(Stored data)
--- START ---
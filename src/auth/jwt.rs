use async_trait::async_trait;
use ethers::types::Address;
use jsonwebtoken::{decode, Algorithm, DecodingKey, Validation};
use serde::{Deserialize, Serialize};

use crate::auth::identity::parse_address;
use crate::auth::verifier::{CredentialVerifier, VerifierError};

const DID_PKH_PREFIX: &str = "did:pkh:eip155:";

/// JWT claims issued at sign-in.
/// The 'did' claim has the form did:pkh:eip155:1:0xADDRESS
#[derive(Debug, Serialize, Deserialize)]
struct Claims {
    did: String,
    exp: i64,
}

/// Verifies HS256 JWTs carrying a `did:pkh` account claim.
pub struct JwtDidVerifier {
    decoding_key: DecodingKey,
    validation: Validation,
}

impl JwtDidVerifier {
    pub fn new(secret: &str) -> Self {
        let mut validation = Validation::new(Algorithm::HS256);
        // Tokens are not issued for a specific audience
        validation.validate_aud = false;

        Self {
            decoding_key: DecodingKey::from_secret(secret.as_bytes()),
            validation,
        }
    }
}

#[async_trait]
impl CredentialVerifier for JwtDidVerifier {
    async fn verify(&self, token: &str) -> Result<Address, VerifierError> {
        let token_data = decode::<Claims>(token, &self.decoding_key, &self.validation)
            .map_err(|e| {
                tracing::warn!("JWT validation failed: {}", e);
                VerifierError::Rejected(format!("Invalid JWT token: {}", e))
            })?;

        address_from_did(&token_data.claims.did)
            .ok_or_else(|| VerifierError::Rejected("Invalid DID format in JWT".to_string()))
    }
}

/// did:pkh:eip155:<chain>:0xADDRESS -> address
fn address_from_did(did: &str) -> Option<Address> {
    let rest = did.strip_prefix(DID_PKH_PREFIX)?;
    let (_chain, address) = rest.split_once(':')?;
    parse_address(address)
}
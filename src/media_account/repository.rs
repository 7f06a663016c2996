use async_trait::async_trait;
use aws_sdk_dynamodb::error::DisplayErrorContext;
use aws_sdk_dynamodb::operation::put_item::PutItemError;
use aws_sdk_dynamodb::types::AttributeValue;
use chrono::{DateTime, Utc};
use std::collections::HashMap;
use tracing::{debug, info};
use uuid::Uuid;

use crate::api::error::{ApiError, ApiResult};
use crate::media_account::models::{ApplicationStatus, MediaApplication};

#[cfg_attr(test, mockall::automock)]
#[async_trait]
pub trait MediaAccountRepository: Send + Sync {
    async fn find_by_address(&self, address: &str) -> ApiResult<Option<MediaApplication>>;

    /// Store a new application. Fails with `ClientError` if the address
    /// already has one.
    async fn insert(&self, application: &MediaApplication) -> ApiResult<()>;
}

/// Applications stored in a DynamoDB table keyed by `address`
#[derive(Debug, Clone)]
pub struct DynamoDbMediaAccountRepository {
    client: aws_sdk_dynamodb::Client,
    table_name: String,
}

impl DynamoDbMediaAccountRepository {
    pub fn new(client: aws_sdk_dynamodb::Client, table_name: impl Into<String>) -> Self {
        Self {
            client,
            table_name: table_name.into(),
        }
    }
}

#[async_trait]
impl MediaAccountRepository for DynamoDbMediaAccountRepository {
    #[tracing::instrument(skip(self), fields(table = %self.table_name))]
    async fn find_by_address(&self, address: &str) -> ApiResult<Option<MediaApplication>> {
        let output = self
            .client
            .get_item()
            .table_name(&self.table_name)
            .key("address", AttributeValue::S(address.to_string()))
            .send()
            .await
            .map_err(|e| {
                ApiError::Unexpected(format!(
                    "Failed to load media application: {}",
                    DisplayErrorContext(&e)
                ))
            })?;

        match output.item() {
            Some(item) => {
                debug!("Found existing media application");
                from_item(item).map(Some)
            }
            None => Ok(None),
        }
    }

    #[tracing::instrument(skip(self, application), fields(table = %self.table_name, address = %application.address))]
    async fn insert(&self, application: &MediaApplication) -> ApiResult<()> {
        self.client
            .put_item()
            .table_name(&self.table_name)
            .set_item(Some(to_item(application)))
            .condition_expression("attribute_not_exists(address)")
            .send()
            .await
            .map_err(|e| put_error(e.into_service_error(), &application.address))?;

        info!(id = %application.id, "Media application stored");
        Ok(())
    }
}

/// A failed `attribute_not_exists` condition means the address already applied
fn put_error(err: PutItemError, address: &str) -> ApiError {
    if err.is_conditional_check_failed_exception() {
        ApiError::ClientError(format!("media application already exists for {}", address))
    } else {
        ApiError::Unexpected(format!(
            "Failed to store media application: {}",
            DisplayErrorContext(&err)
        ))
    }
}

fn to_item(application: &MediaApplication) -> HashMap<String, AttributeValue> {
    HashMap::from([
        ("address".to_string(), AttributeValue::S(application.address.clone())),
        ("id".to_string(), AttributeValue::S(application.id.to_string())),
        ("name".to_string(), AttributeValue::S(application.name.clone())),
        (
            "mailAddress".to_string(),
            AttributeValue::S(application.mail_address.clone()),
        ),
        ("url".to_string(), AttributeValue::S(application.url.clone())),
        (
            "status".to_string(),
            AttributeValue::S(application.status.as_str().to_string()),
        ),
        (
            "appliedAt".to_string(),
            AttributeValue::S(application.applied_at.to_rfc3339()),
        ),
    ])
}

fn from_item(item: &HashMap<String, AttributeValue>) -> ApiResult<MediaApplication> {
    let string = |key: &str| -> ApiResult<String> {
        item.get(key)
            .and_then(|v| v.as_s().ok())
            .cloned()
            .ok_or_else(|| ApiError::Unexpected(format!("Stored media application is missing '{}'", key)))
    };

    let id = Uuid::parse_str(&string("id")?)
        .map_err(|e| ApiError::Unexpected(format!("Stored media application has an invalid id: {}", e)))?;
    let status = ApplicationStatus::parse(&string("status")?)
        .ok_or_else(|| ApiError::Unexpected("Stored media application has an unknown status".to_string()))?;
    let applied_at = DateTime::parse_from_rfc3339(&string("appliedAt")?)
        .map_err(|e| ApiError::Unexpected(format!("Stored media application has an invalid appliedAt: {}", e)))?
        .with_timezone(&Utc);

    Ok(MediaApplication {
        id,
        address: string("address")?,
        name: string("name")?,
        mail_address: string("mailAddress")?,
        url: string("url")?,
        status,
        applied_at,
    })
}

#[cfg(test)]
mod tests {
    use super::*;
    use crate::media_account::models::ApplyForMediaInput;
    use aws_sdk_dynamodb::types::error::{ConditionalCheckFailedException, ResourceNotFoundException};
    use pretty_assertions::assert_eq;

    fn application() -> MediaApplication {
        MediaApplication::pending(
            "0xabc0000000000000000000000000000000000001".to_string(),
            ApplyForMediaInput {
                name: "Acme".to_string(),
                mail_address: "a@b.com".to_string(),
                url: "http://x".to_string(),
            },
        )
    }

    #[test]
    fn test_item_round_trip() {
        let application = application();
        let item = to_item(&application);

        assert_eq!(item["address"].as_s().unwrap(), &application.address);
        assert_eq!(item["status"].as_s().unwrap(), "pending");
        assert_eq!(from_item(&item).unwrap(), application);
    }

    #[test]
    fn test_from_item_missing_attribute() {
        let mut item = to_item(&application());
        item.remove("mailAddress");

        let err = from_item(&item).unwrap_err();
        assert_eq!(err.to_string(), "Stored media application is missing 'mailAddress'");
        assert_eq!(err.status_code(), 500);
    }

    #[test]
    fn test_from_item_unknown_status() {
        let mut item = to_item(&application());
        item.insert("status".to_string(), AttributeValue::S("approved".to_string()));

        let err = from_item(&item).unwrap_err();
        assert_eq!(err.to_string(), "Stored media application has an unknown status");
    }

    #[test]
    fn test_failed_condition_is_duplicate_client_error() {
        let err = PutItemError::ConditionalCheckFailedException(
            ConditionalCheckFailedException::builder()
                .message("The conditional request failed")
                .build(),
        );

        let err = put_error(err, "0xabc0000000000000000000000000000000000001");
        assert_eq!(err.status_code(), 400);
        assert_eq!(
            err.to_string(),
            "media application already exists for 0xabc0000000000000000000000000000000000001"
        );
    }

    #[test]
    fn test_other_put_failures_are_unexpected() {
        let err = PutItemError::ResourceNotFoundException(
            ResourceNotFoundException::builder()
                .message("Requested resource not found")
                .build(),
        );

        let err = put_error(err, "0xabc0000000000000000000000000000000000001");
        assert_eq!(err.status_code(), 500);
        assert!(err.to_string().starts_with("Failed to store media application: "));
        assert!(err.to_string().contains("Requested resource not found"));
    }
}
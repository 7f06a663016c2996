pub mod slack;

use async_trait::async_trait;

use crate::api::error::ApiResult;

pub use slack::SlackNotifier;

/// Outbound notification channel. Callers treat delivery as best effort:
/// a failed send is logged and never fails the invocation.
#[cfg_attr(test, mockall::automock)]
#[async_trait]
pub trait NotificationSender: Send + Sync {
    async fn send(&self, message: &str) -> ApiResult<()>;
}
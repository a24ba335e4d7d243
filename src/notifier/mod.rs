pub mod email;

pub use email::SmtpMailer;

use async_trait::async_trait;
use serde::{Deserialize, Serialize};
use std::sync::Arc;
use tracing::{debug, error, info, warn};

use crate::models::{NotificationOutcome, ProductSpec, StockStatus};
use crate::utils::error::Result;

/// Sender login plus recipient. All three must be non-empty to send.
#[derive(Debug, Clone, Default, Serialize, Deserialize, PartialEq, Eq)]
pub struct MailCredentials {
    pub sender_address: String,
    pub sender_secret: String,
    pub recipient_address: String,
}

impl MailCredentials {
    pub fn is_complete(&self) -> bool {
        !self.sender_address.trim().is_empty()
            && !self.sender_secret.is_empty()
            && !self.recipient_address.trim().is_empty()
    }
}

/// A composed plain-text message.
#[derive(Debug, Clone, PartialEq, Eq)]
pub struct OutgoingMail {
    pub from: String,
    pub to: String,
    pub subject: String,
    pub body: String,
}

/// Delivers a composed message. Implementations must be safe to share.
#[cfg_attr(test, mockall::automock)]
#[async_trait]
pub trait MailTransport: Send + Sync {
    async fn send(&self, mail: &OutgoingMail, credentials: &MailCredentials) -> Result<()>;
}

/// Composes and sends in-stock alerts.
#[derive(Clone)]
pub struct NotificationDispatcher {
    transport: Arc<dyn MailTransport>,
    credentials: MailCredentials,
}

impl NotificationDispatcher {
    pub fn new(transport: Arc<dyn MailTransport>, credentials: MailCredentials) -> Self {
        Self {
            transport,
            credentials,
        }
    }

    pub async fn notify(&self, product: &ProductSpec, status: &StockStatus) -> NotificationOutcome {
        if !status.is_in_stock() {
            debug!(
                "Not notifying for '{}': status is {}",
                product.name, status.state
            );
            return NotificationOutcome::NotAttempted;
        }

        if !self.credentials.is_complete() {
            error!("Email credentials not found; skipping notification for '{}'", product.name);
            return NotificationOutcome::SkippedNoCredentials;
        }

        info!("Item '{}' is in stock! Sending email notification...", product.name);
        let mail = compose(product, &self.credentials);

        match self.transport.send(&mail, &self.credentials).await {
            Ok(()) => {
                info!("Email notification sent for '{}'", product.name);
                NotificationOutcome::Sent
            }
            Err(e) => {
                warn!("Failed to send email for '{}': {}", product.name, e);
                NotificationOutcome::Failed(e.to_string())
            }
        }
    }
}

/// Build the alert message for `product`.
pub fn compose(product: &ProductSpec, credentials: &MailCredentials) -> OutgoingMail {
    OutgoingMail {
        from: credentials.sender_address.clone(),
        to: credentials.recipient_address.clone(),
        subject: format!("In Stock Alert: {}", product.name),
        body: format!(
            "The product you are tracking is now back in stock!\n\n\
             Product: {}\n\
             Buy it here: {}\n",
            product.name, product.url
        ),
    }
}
--- END ---
◆ Assigned task: The first line of the entries above marks where to begin; repeat each line exactly through the one that contains "issued at sign-in.", and include that line.

◆ Expected output:
filename src/auth/jwt.rs
use async_trait::async_trait;
use ethers::types::Address;
use jsonwebtoken::{decode, Algorithm, DecodingKey, Validation};
use serde::{Deserialize, Serialize};

use crate::auth::identity::parse_address;
use crate::auth::verifier::{CredentialVerifier, VerifierError};

const DID_PKH_PREFIX: &str = "did:pkh:eip155:";

/// JWT claims issued at sign-in.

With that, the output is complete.